***** Data for this exercise *****

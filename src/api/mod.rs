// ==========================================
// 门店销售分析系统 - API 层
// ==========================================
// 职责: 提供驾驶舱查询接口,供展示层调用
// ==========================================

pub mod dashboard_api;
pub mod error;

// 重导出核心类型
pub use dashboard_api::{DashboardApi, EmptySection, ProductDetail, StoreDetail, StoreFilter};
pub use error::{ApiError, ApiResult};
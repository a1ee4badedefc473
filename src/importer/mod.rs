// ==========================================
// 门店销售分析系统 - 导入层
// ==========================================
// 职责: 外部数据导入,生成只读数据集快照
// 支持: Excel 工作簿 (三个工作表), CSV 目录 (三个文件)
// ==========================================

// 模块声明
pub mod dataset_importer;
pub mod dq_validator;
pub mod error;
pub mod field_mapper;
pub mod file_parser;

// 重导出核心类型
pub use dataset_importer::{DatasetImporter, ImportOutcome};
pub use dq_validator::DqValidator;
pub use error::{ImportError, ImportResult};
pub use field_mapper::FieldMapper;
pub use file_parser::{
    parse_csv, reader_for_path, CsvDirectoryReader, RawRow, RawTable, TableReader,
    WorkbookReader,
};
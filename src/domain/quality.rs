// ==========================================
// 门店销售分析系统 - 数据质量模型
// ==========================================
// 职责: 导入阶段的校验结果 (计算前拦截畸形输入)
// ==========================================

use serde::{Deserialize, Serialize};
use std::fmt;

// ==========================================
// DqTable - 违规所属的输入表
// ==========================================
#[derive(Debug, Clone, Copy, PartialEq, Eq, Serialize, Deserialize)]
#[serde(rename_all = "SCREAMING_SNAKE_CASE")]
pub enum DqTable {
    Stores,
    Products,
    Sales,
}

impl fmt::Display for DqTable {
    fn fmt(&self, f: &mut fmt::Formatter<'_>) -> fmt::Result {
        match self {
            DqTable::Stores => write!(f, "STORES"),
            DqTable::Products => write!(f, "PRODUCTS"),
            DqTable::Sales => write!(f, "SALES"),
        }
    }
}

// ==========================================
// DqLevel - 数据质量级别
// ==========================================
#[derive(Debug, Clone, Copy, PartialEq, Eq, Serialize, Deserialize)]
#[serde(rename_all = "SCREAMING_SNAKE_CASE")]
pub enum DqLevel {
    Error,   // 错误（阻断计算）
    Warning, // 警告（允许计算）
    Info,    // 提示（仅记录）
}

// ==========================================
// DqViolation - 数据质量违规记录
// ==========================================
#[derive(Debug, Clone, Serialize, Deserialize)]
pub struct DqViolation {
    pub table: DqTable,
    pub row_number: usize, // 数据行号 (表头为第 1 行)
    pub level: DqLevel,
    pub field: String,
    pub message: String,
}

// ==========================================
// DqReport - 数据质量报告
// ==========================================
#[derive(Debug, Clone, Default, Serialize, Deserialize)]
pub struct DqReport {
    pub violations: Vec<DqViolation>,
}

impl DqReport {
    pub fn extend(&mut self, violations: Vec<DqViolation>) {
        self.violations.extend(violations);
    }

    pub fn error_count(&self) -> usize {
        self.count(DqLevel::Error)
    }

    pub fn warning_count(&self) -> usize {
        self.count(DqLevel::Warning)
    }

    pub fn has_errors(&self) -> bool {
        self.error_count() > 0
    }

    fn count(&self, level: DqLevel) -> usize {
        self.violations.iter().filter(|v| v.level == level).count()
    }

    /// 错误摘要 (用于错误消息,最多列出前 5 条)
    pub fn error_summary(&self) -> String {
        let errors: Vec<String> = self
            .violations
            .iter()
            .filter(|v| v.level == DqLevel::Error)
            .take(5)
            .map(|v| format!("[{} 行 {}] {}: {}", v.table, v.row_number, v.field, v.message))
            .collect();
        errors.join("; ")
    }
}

*****
***** Data for this exercise *****

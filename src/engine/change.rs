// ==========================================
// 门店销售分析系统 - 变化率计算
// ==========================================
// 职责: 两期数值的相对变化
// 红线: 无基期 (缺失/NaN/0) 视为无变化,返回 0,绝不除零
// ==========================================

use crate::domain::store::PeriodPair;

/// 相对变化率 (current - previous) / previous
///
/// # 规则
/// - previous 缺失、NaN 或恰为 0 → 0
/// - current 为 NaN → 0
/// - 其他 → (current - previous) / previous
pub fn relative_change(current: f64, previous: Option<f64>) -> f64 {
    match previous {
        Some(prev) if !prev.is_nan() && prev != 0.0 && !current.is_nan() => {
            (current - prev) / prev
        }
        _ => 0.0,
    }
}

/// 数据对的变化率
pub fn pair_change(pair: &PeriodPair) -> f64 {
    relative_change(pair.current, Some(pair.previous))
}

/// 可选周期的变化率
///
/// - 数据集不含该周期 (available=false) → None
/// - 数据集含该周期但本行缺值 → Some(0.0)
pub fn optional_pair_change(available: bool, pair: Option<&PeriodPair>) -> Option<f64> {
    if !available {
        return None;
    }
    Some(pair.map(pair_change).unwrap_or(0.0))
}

*****

Task brief: From the material above, copy exactly the lines between the line holding "filename src/api/mod.rs" and the line holding "filename src/domain/quality.rs", inclusive, and only those.

Expected output:
filename src/api/mod.rs
// ==========================================
// 门店销售分析系统 - API 层
// ==========================================
// 职责: 提供驾驶舱查询接口,供展示层调用
// ==========================================

pub mod dashboard_api;
pub mod error;

// 重导出核心类型
pub use dashboard_api::{DashboardApi, EmptySection, ProductDetail, StoreDetail, StoreFilter};
pub use error::{ApiError, ApiResult};
repository a1ee4badedefc473
filename src/importer/mod.rs
// ==========================================
// 门店销售分析系统 - 导入层
// ==========================================
// 职责: 外部数据导入,生成只读数据集快照
// 支持: Excel 工作簿 (三个工作表), CSV 目录 (三个文件)
// ==========================================

// 模块声明
pub mod dataset_importer;
pub mod dq_validator;
pub mod error;
pub mod field_mapper;
pub mod file_parser;

// 重导出核心类型
pub use dataset_importer::{DatasetImporter, ImportOutcome};
pub use dq_validator::DqValidator;
pub use error::{ImportError, ImportResult};
pub use field_mapper::FieldMapper;
pub use file_parser::{
    parse_csv, reader_for_path, CsvDirectoryReader, RawRow, RawTable, TableReader,
    WorkbookReader,
};
filename src/domain/quality.rs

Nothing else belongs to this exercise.